The reactor network is typically considered the heart of a chemical process due to its role in converting raw materials to valuable target products. Superstructure-based methods have been extensively applied for the synthesis of reactor networks. In this approach, the superstructure embeds candidate unit operations and interconnections, and can be translated into an optimization model. The optimal solution to the model indicates the best configuration and operating conditions among all the alternatives contained in the superstructure. To find better solutions, the interactions between reactor and other subsystems (e.g., separation and heat exchanger networks) must be captured by the superstructure, i.e., the subsystems should be synthesized simultaneously. However, most superstructure-based models for reactor network synthesis are not amenable for simultaneous process synthesis; thus, models for reactor, separation, and heat exchanger network synthesis must be used sequentially. The goal of my research is to develop methods for reactor network synthesis that are suitable for simultaneous process synthesis.

First, I identified that existing reactor network synthesis models are typically used in isolation from the synthesis of the other subsystems and address a narrow problem statement. Most models consider a set of reactions carried out in every reactor (i.e., no catalyst selection decisions) and a single inlet stream with fixed composition, obstructing the full potential of a simultaneous approach. For example, we expect that the inlet stream composition can change when representing a recycle stream from the separation network. To fill this gap, I proposed a generalized problem statement for reactor network synthesis that considers additional degrees of freedom in terms of the number and composition of inlet and outlet streams, and candidate sets of reactions that can be (de)activated in different reactors. These features add flexibility to the models, allowing rich connectivity with other subsystems and the formulation of new problems for reactor network synthesis during the early stages of chemical process design (e.g., catalyst selection decisions).

Accordingly, I proposed a generalized framework for reactor network synthesis that systematically generates a flexible superstructure through the solution of graph-based optimization models. The candidate reactions are modeled through tasks assigned to reactors; a task is defined by a subset of reactions, a catalyst, and the operating conditions (e.g., temperature, pressure). Graphs are used to represent the reactions and tasks available, and the concept of task competition is introduced to define groups of tasks with similar roles. I proposed integer optimization models based on task competition to determine the number of candidate reactors and interconnecting streams, generating a rich but compact superstructure. The framework is suitable for simultaneous process synthesis, allowing the seamless coupling of reactor network synthesis with approaches for separation and heat exchanger network synthesis. In particular, the seamless integration of the reactor and separation networks enables the representation of the same superstructure using fewer streams, significantly improving solution times.

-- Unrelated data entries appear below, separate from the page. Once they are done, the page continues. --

//! Per-prim data: type tags, authored states and attribute values.

use hashbrown::HashMap;
use serde::{Deserialize, Serialize};
use std::fmt;

use crate::ids::PrimId;
use crate::path::ScenePath;

/// Type tag of a scene node as far as skeleton binding is concerned.
#[derive(Copy, Clone, Debug, Default, PartialEq, Eq, Hash, Serialize, Deserialize)]
#[serde(rename_all = "snake_case")]
pub enum NodeKind {
    /// A skeleton root; the only kind that may be populated.
    Root,
    Skeleton,
    Animation,
    /// Renderable geometry that may be deformed by a skeleton.
    Skinnable,
    #[default]
    Other,
}

impl fmt::Display for NodeKind {
    fn fmt(&self, f: &mut fmt::Formatter<'_>) -> fmt::Result {
        let name = match self {
            NodeKind::Root => "root",
            NodeKind::Skeleton => "skeleton",
            NodeKind::Animation => "animation",
            NodeKind::Skinnable => "skinnable",
            NodeKind::Other => "other",
        };
        f.write_str(name)
    }
}

/// Authored state of an inheritable relationship or attribute on one node.
#[derive(Clone, Debug, PartialEq)]
pub enum Authored<T> {
    /// Nothing authored here; defer to the parent.
    Unauthored,
    /// An explicit value overriding anything inherited.
    Authored(T),
    /// An explicit empty override that stops inheritance.
    Blocked,
}

impl<T> Default for Authored<T> {
    fn default() -> Self {
        Authored::Unauthored
    }
}

impl<T> Authored<T> {
    pub fn is_unauthored(&self) -> bool {
        matches!(self, Authored::Unauthored)
    }

    pub fn is_blocked(&self) -> bool {
        matches!(self, Authored::Blocked)
    }

    pub fn value(&self) -> Option<&T> {
        match self {
            Authored::Authored(v) => Some(v),
            _ => None,
        }
    }

    pub fn into_value(self) -> Option<T> {
        match self {
            Authored::Authored(v) => Some(v),
            _ => None,
        }
    }

    pub fn as_ref(&self) -> Authored<&T> {
        match self {
            Authored::Unauthored => Authored::Unauthored,
            Authored::Authored(v) => Authored::Authored(v),
            Authored::Blocked => Authored::Blocked,
        }
    }

    pub fn map<U>(self, f: impl FnOnce(T) -> U) -> Authored<U> {
        match self {
            Authored::Unauthored => Authored::Unauthored,
            Authored::Authored(v) => Authored::Authored(f(v)),
            Authored::Blocked => Authored::Blocked,
        }
    }
}

/// Already-composed attribute value. Serialized untagged so stage documents can
/// use plain JSON literals.
#[derive(Clone, Debug, PartialEq, Serialize, Deserialize)]
#[serde(untagged)]
pub enum AttrValue {
    Bool(bool),
    Int(i64),
    Float(f64),
    Token(String),
    IntArray(Vec<i64>),
    FloatArray(Vec<f64>),
    TokenArray(Vec<String>),
}

impl AttrValue {
    pub fn tokens<I, S>(tokens: I) -> Self
    where
        I: IntoIterator<Item = S>,
        S: Into<String>,
    {
        AttrValue::TokenArray(tokens.into_iter().map(Into::into).collect())
    }

    /// Token view. An empty array of any element type reads as an empty token
    /// array, since JSON `[]` carries no element type.
    pub fn as_tokens(&self) -> Option<&[String]> {
        match self {
            AttrValue::TokenArray(v) => Some(v),
            v if v.is_empty_array() => Some(&[]),
            _ => None,
        }
    }

    pub fn as_ints(&self) -> Option<&[i64]> {
        match self {
            AttrValue::IntArray(v) => Some(v),
            v if v.is_empty_array() => Some(&[]),
            _ => None,
        }
    }

    /// Float view; integer arrays are not converted, see
    /// [`to_floats`](Self::to_floats).
    pub fn as_floats(&self) -> Option<&[f64]> {
        match self {
            AttrValue::FloatArray(v) => Some(v),
            v if v.is_empty_array() => Some(&[]),
            _ => None,
        }
    }

    /// Numeric values widened to floats. JSON `[1, 0]` parses as an integer
    /// array, so weights authored without a decimal point are read through
    /// this.
    pub fn to_floats(&self) -> Option<Vec<f64>> {
        match self {
            AttrValue::FloatArray(v) => Some(v.clone()),
            AttrValue::IntArray(v) => Some(v.iter().map(|&i| i as f64).collect()),
            AttrValue::Float(f) => Some(vec![*f]),
            AttrValue::Int(i) => Some(vec![*i as f64]),
            _ => None,
        }
    }

    fn is_empty_array(&self) -> bool {
        match self {
            AttrValue::IntArray(v) => v.is_empty(),
            AttrValue::FloatArray(v) => v.is_empty(),
            AttrValue::TokenArray(v) => v.is_empty(),
            _ => false,
        }
    }

    /// Element count for array values, 1 for scalars.
    pub fn len(&self) -> usize {
        match self {
            AttrValue::IntArray(v) => v.len(),
            AttrValue::FloatArray(v) => v.len(),
            AttrValue::TokenArray(v) => v.len(),
            _ => 1,
        }
    }

    pub fn is_empty(&self) -> bool {
        self.len() == 0
    }
}

/// Storage for one authored prim.
#[derive(Clone, Debug)]
pub struct Prim {
    pub(crate) id: PrimId,
    pub(crate) path: ScenePath,
    pub(crate) kind: NodeKind,
    pub(crate) active: bool,
    pub(crate) parent: Option<PrimId>,
    pub(crate) children: Vec<PrimId>,
    /// Prototype referenced when this prim is an instance.
    pub(crate) prototype: Option<ScenePath>,
    pub(crate) relationships: HashMap<String, Authored<Vec<ScenePath>>>,
    pub(crate) attributes: HashMap<String, Authored<AttrValue>>,
}

impl Prim {
    pub(crate) fn new(id: PrimId, path: ScenePath, kind: NodeKind, parent: Option<PrimId>) -> Self {
        Self {
            id,
            path,
            kind,
            active: true,
            parent,
            children: Vec::new(),
            prototype: None,
            relationships: HashMap::new(),
            attributes: HashMap::new(),
        }
    }

    pub fn id(&self) -> PrimId {
        self.id
    }

    pub fn path(&self) -> &ScenePath {
        &self.path
    }

    pub fn kind(&self) -> NodeKind {
        self.kind
    }

    pub fn is_active(&self) -> bool {
        self.active
    }

    pub fn prototype(&self) -> Option<&ScenePath> {
        self.prototype.as_ref()
    }

    pub fn children(&self) -> &[PrimId] {
        &self.children
    }

    pub fn relationship(&self, name: &str) -> Authored<&Vec<ScenePath>> {
        self.relationships
            .get(name)
            .map(Authored::as_ref)
            .unwrap_or_default()
    }

    pub fn attribute(&self, name: &str) -> Authored<&AttrValue> {
        self.attributes
            .get(name)
            .map(Authored::as_ref)
            .unwrap_or_default()
    }
}

#[cfg(test)]
mod tests {
    use super::*;

    #[test]
    fn attr_values_parse_from_plain_json() {
        let v: AttrValue = serde_json::from_str("[\"a\", \"b\"]").unwrap();
        assert_eq!(v.as_tokens().map(<[String]>::len), Some(2));
        let v: AttrValue = serde_json::from_str("[0, 1, 2]").unwrap();
        assert_eq!(v.as_ints(), Some(&[0, 1, 2][..]));
        let v: AttrValue = serde_json::from_str("[0.5, 1]").unwrap();
        assert_eq!(v.as_floats(), Some(&[0.5, 1.0][..]));
        let v: AttrValue = serde_json::from_str("true").unwrap();
        assert_eq!(v, AttrValue::Bool(true));
    }

    #[test]
    fn untyped_json_arrays_read_through_any_view() {
        let empty: AttrValue = serde_json::from_str("[]").unwrap();
        assert_eq!(empty.as_tokens(), Some(&[][..]));
        assert_eq!(empty.as_floats(), Some(&[][..]));
        assert!(empty.is_empty());

        let weights: AttrValue = serde_json::from_str("[1, 0]").unwrap();
        assert_eq!(weights.as_floats(), None);
        assert_eq!(weights.to_floats(), Some(vec![1.0, 0.0]));
        assert_eq!(AttrValue::tokens(["a"]).to_floats(), None);
    }

    #[test]
    fn authored_helpers() {
        let a: Authored<i32> = Authored::Authored(3);
        assert_eq!(a.value(), Some(&3));
        assert_eq!(a.clone().map(|v| v * 2), Authored::Authored(6));
        assert!(Authored::<i32>::Blocked.is_blocked());
        assert!(Authored::<i32>::default().is_unauthored());
    }
}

Furthermore, I studied the cost interactions between the reactor and separation subsystems through the attainable region approach. This approach allows us to determine the bounds of productivity (targets) of a desired component achievable by any reactor–separation network, for a given reaction system and feed stream. However, the separation subsystem is typically very idealized (e.g., no cost considerations), resulting in targets expensive to achieve in practice (e.g., requiring large recycle streams). I proposed modeling methods to account for costs while accurately identifying the attainable region for reactor–separation synthesis. Improved separation system models that better describe the costs associated with separation tasks are used. The proposed approach allows the analyses of different trade-offs within the attainable region and aids in establishing practical targets for novel and existing designs.

Finally, in a collaborative project, I performed technoeconomic analysis of isobutanol production in lignocellulosic biorefineries. Biomass-based isobutanol can be an effective and sustainable alternative to fossil fuel-based isobutanol. I use experimental data to estimate the minimum fuel selling price of isobutanol and identify the major cost drivers of the biorefinery. I establish targets of key technological parameters (e.g., fermentation yields, pretreatment operating conditions) of the biorefinery, providing effective future research directions for cheaper biomass-based isobutanol production.